Dejó pasar dos bailes, buscó otra pareja y se puso a bailar. Rebosaba de bailarines la sala a aquellas horas, cercada por los rezagados que no encontraban sitio para bailar y aguardaban la ocasión para precipitarse los primeros en el torbellino.

Sensación.

Una pareja de bailarines ha caído al suelo. Ha sido Solem. Al levantarse hace caer al suelo a otra Pareja, la griega y su caballero, que han caído en toda su longitud. Es tal la torpeza de Solem, que no ha sabido incorporarse sin derribar también, con sus manazas y patazas, a otra pareja. De ello se originó una confusión indescriptible, una pareja tras otra tropezaba y caía, con gran confusión de gritos y maldiciones, puñadas y patadas; una verdadera catástrofe diabólicamente gobernada por Solem, premeditadamente certera. Al punto acudió el inspector del baile, rozando con su alabarda a los caídos, para invitarlos a levantarse; también hubo de acercarse el guardia, y la orquesta cesó de tocar. Solem aprovechó la confusión que se produjo en la sala, para escurrirse por la puerta cobardemente.
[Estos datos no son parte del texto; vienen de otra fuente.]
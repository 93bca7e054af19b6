//! Bulk state presets
//!
//! - Target distributions: split the position across the three exit legs at
//!   fixed R-multiples of the stop
//! - Prop firm accounts: profit target, daily loss limit and max drawdown

use std::fmt;
use std::str::FromStr;

use serde::{Deserialize, Serialize};
use tracing::debug;

use crate::contracts::Instrument;
use crate::error::CalcError;
use crate::state::{InputState, TargetLeg};

// ============================================================================
// Target presets
// ============================================================================

/// Exit distribution style for the target simulation
#[derive(Debug, Clone, Copy, PartialEq, Eq, Serialize, Deserialize)]
#[serde(rename_all = "lowercase")]
pub enum TargetStyle {
    /// 60% at 1R, 30% at 2R, 10% at 3R
    Conservative,
    /// 40% at 1.5R, 40% at 2.5R, 20% at 4R
    Moderate,
    /// 20% at 2R, 30% at 3R, 50% at 5R
    Aggressive,
}

/// How a leg's fractional contract count is rounded
#[derive(Debug, Clone, Copy)]
enum Rounding {
    Ceil,
    Floor,
}

impl Rounding {
    fn apply(self, value: f64) -> u32 {
        match self {
            Self::Ceil => value.ceil() as u32,
            Self::Floor => value.floor() as u32,
        }
    }
}

struct TargetPlan {
    leg1: (f64, Rounding),
    leg2: (f64, Rounding),
    r_multiples: [f64; 3],
}

impl TargetStyle {
    pub const ALL: [TargetStyle; 3] = [Self::Conservative, Self::Moderate, Self::Aggressive];

    pub fn name(&self) -> &'static str {
        match self {
            Self::Conservative => "conservative",
            Self::Moderate => "moderate",
            Self::Aggressive => "aggressive",
        }
    }

    fn plan(&self) -> TargetPlan {
        match self {
            Self::Conservative => TargetPlan {
                leg1: (0.6, Rounding::Ceil),
                leg2: (0.3, Rounding::Floor),
                r_multiples: [1.0, 2.0, 3.0],
            },
            Self::Moderate => TargetPlan {
                leg1: (0.4, Rounding::Ceil),
                leg2: (0.4, Rounding::Ceil),
                r_multiples: [1.5, 2.5, 4.0],
            },
            Self::Aggressive => TargetPlan {
                leg1: (0.2, Rounding::Ceil),
                leg2: (0.3, Rounding::Floor),
                r_multiples: [2.0, 3.0, 5.0],
            },
        }
    }
}

impl fmt::Display for TargetStyle {
    fn fmt(&self, f: &mut fmt::Formatter<'_>) -> fmt::Result {
        f.write_str(self.name())
    }
}

impl FromStr for TargetStyle {
    type Err = CalcError;

    fn from_str(s: &str) -> Result<Self, Self::Err> {
        Self::ALL
            .into_iter()
            .find(|style| style.name() == s)
            .ok_or_else(|| CalcError::UnknownTargetStyle(s.to_string()))
    }
}

/// Spread the position across the three target legs.
///
/// Leg 3 absorbs the rounding remainder. Leg points are R-multiples of the
/// stop distance, rounded to whole points. No-op for a zero position.
pub fn apply_target_preset(style: TargetStyle, state: &mut InputState, instrument: &Instrument) {
    let total = state.num_contracts;
    if total == 0 {
        return;
    }

    let plan = style.plan();
    let leg1 = plan.leg1.1.apply(total as f64 * plan.leg1.0).min(total);
    let leg2 = plan.leg2.1.apply(total as f64 * plan.leg2.0).min(total - leg1);
    let leg3 = total - leg1 - leg2;

    let stop_points = instrument.ticks_to_points(state.ticks_lost);
    let points = plan.r_multiples.map(|r| (stop_points * r).round());

    state.targets.legs = [
        TargetLeg::new(leg1, points[0]),
        TargetLeg::new(leg2, points[1]),
        TargetLeg::new(leg3, points[2]),
    ];

    debug!(
        "Applied {} targets: {}@{} / {}@{} / {}@{}",
        style, leg1, points[0], leg2, points[1], leg3, points[2]
    );
}

// ============================================================================
// Prop firm presets
// ============================================================================

/// Account rules for a funded evaluation
#[derive(Debug, Clone, Copy, PartialEq, Serialize)]
#[serde(rename_all = "camelCase")]
pub struct PropFirmRules {
    pub profit_target: f64,
    pub daily_loss_limit: f64,
    pub max_drawdown: f64,
}

impl PropFirmRules {
    const fn new(profit_target: f64, daily_loss_limit: f64, max_drawdown: f64) -> Self {
        Self {
            profit_target,
            daily_loss_limit,
            max_drawdown,
        }
    }
}

/// Prop firm account selection. `Custom` keeps user-entered values.
#[derive(Debug, Clone, Copy, PartialEq, Eq, Hash, Serialize, Deserialize)]
#[serde(into = "&'static str", try_from = "String")]
pub enum PropFirm {
    Custom,
    Topstep50k,
    Topstep100k,
    Topstep150k,
    Elite25k,
    Elite50k,
    Elite100k,
    Elite150k,
    TakeProfit25k,
    TakeProfit50k,
    TakeProfit100k,
    Mff25k,
    Mff50k,
    Mff100k,
    Mff150k,
    BlueSky25k,
    BlueSky50k,
    BlueSky100k,
}

static PROP_FIRMS: [(PropFirm, &str, PropFirmRules); 18] = [
    (PropFirm::Custom, "custom", PropFirmRules::new(6000.0, 1100.0, 2000.0)),
    // TopStep
    (PropFirm::Topstep50k, "topstep_50k", PropFirmRules::new(3000.0, 1100.0, 2000.0)),
    (PropFirm::Topstep100k, "topstep_100k", PropFirmRules::new(6000.0, 2200.0, 3000.0)),
    (PropFirm::Topstep150k, "topstep_150k", PropFirmRules::new(9000.0, 3300.0, 4500.0)),
    // Elite Trader Funding
    (PropFirm::Elite25k, "elite_25k", PropFirmRules::new(1500.0, 500.0, 1500.0)),
    (PropFirm::Elite50k, "elite_50k", PropFirmRules::new(2750.0, 1100.0, 2500.0)),
    (PropFirm::Elite100k, "elite_100k", PropFirmRules::new(6000.0, 2200.0, 3000.0)),
    (PropFirm::Elite150k, "elite_150k", PropFirmRules::new(9000.0, 3300.0, 4500.0)),
    // TakeProfit Trader
    (PropFirm::TakeProfit25k, "takeprofit_25k", PropFirmRules::new(1500.0, 500.0, 1500.0)),
    (PropFirm::TakeProfit50k, "takeprofit_50k", PropFirmRules::new(3000.0, 1100.0, 2000.0)),
    (PropFirm::TakeProfit100k, "takeprofit_100k", PropFirmRules::new(6000.0, 2200.0, 3000.0)),
    // My Funded Futures
    (PropFirm::Mff25k, "mff_25k", PropFirmRules::new(1250.0, 375.0, 1500.0)),
    (PropFirm::Mff50k, "mff_50k", PropFirmRules::new(2500.0, 1100.0, 2500.0)),
    (PropFirm::Mff100k, "mff_100k", PropFirmRules::new(5000.0, 2200.0, 4000.0)),
    (PropFirm::Mff150k, "mff_150k", PropFirmRules::new(7500.0, 3300.0, 6000.0)),
    // BlueSky Trading
    (PropFirm::BlueSky25k, "bluesky_25k", PropFirmRules::new(1500.0, 500.0, 1500.0)),
    (PropFirm::BlueSky50k, "bluesky_50k", PropFirmRules::new(3000.0, 1100.0, 2500.0)),
    (PropFirm::BlueSky100k, "bluesky_100k", PropFirmRules::new(6250.0, 2200.0, 5000.0)),
];

impl PropFirm {
    fn entry(&self) -> &'static (PropFirm, &'static str, PropFirmRules) {
        // Every variant has exactly one row in PROP_FIRMS
        &PROP_FIRMS[*self as usize]
    }

    /// Share-link key, e.g. "topstep_50k"
    pub fn key(&self) -> &'static str {
        self.entry().1
    }

    pub fn rules(&self) -> PropFirmRules {
        self.entry().2
    }

    pub fn from_key(key: &str) -> Option<Self> {
        PROP_FIRMS.iter().find(|(_, k, _)| *k == key).map(|(firm, _, _)| *firm)
    }

    /// All firms in table order, `Custom` first
    pub fn all() -> impl Iterator<Item = PropFirm> {
        PROP_FIRMS.iter().map(|(firm, _, _)| *firm)
    }
}

impl fmt::Display for PropFirm {
    fn fmt(&self, f: &mut fmt::Formatter<'_>) -> fmt::Result {
        f.write_str(self.key())
    }
}

impl FromStr for PropFirm {
    type Err = CalcError;

    fn from_str(s: &str) -> Result<Self, Self::Err> {
        Self::from_key(s).ok_or_else(|| CalcError::UnknownPropFirm(s.to_string()))
    }
}

impl From<PropFirm> for &'static str {
    fn from(firm: PropFirm) -> Self {
        firm.key()
    }
}

impl TryFrom<String> for PropFirm {
    type Error = CalcError;

    fn try_from(value: String) -> Result<Self, Self::Error> {
        value.parse()
    }
}

/// Select a prop firm account and load its rules.
///
/// `Custom` only records the selection; the user's own target, limit and
/// drawdown are preserved.
pub fn apply_prop_firm_preset(firm: PropFirm, state: &mut InputState) {
    state.prop_firm = firm;
    if firm == PropFirm::Custom {
        return;
    }

    let rules = firm.rules();
    state.profit_target = rules.profit_target;
    state.daily_loss_limit = rules.daily_loss_limit;
    state.max_drawdown = rules.max_drawdown;

    debug!(
        "Applied {} rules: target ${}, daily limit ${}, max DD ${}",
        firm, rules.profit_target, rules.daily_loss_limit, rules.max_drawdown
    );
}

#[cfg(test)]
mod tests {
    use super::*;
    use crate::contracts;

    fn contracts_per_leg(state: &InputState) -> [u32; 3] {
        state.targets.legs.map(|l| l.contracts)
    }

    fn points_per_leg(state: &InputState) -> [f64; 3] {
        state.targets.legs.map(|l| l.points)
    }

    #[test]
    fn test_conservative_split() {
        let mnq = contracts::lookup("MNQ").unwrap();
        let mut state = InputState {
            num_contracts: 10,
            ticks_lost: 40.0,
            ..Default::default()
        };

        apply_target_preset(TargetStyle::Conservative, &mut state, mnq);
        assert_eq!(contracts_per_leg(&state), [6, 3, 1]);
        // 40 ticks = 10 points of risk
        assert_eq!(points_per_leg(&state), [10.0, 20.0, 30.0]);
    }

    #[test]
    fn test_moderate_split() {
        let mnq = contracts::lookup("MNQ").unwrap();
        let mut state = InputState {
            num_contracts: 5,
            ticks_lost: 40.0,
            ..Default::default()
        };

        apply_target_preset(TargetStyle::Moderate, &mut state, mnq);
        assert_eq!(contracts_per_leg(&state), [2, 2, 1]);
        assert_eq!(points_per_leg(&state), [15.0, 25.0, 40.0]);
    }

    #[test]
    fn test_aggressive_split() {
        let mnq = contracts::lookup("MNQ").unwrap();
        let mut state = InputState {
            num_contracts: 10,
            ticks_lost: 68.0,
            ..Default::default()
        };

        apply_target_preset(TargetStyle::Aggressive, &mut state, mnq);
        assert_eq!(contracts_per_leg(&state), [2, 3, 5]);
        // 68 ticks = 17 points
        assert_eq!(points_per_leg(&state), [34.0, 51.0, 85.0]);
    }

    #[test]
    fn test_small_positions_never_overallocate() {
        let mnq = contracts::lookup("MNQ").unwrap();
        for style in TargetStyle::ALL {
            for total in 1..=12u32 {
                let mut state = InputState {
                    num_contracts: total,
                    ..Default::default()
                };
                apply_target_preset(style, &mut state, mnq);
                assert_eq!(state.targets.total_contracts(), total, "{style} with {total}");
            }
        }

        // One contract all goes to the first leg
        let mut single = InputState::default();
        apply_target_preset(TargetStyle::Moderate, &mut single, mnq);
        assert_eq!(contracts_per_leg(&single), [1, 0, 0]);
    }

    #[test]
    fn test_zero_position_is_noop() {
        let mnq = contracts::lookup("MNQ").unwrap();
        let mut state = InputState {
            num_contracts: 0,
            ..Default::default()
        };
        let before = state.clone();

        apply_target_preset(TargetStyle::Aggressive, &mut state, mnq);
        assert_eq!(state, before);
    }

    #[test]
    fn test_target_style_parse() {
        assert_eq!("moderate".parse::<TargetStyle>(), Ok(TargetStyle::Moderate));
        assert_eq!(
            "breakout".parse::<TargetStyle>(),
            Err(CalcError::UnknownTargetStyle("breakout".to_string()))
        );
    }

    #[test]
    fn test_prop_firm_table_order() {
        // Discriminant indexes the table
        for (i, firm) in PropFirm::all().enumerate() {
            assert_eq!(firm as usize, i);
            assert_eq!(PropFirm::from_key(firm.key()), Some(firm));
        }
        assert_eq!(PropFirm::all().count(), 18);
    }

    #[test]
    fn test_apply_prop_firm() {
        let mut state = InputState::default();
        apply_prop_firm_preset(PropFirm::Mff150k, &mut state);

        assert_eq!(state.prop_firm, PropFirm::Mff150k);
        assert_eq!(state.profit_target, 7500.0);
        assert_eq!(state.daily_loss_limit, 3300.0);
        assert_eq!(state.max_drawdown, 6000.0);
    }

    #[test]
    fn test_custom_preserves_user_values() {
        let mut state = InputState {
            prop_firm: PropFirm::Elite50k,
            profit_target: 1234.0,
            daily_loss_limit: 321.0,
            max_drawdown: 999.0,
            ..Default::default()
        };

        apply_prop_firm_preset(PropFirm::Custom, &mut state);
        assert_eq!(state.prop_firm, PropFirm::Custom);
        assert_eq!(state.profit_target, 1234.0);
        assert_eq!(state.daily_loss_limit, 321.0);
        assert_eq!(state.max_drawdown, 999.0);
    }

    #[test]
    fn test_prop_firm_serde_uses_keys() {
        let json = serde_json::to_string(&PropFirm::TakeProfit100k).unwrap();
        assert_eq!(json, "\"takeprofit_100k\"");

        let parsed: PropFirm = serde_json::from_str("\"bluesky_25k\"").unwrap();
        assert_eq!(parsed, PropFirm::BlueSky25k);
        assert!(serde_json::from_str::<PropFirm>("\"apex_50k\"").is_err());
    }
}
Poco a poco, uno tras otro, fueron levantándose los caídos; se frotaban los miembros doloridos, ponían orden en sus ropas; el compañero de la griega, herido en la sien, se sostenía la cabeza con las manos chorreantes de sangre. Una pregunta surgió al punto: ¿Quién era aquel individuo grandullón, que tanto había insistido en querer bailar? ¿Cómo se llamaba? «Solem», respondieron algunas mujeres. Una lluvia de denuestos cayó sobre Solem; él era el causante de todo el barullo, había que buscarlo, para que no se fuese sin castigo. «¡Pero si él no lo había podido remediar!», decían las damas.

¡Ay! ¡Solem y las mujeres!

De aquella refriega, salió la griega como si llegara de la playa. Toda la arenilla del suelo se había adherido al vestido negro, y parecía como incrustada de estrellas. Estaba avergonzada de haber permanecido en el suelo, debajo de todos, entre brazos y piernas de los demás; cuando le advirtieron que llevaba una peineta rota en las trenzas griegas, sonrió.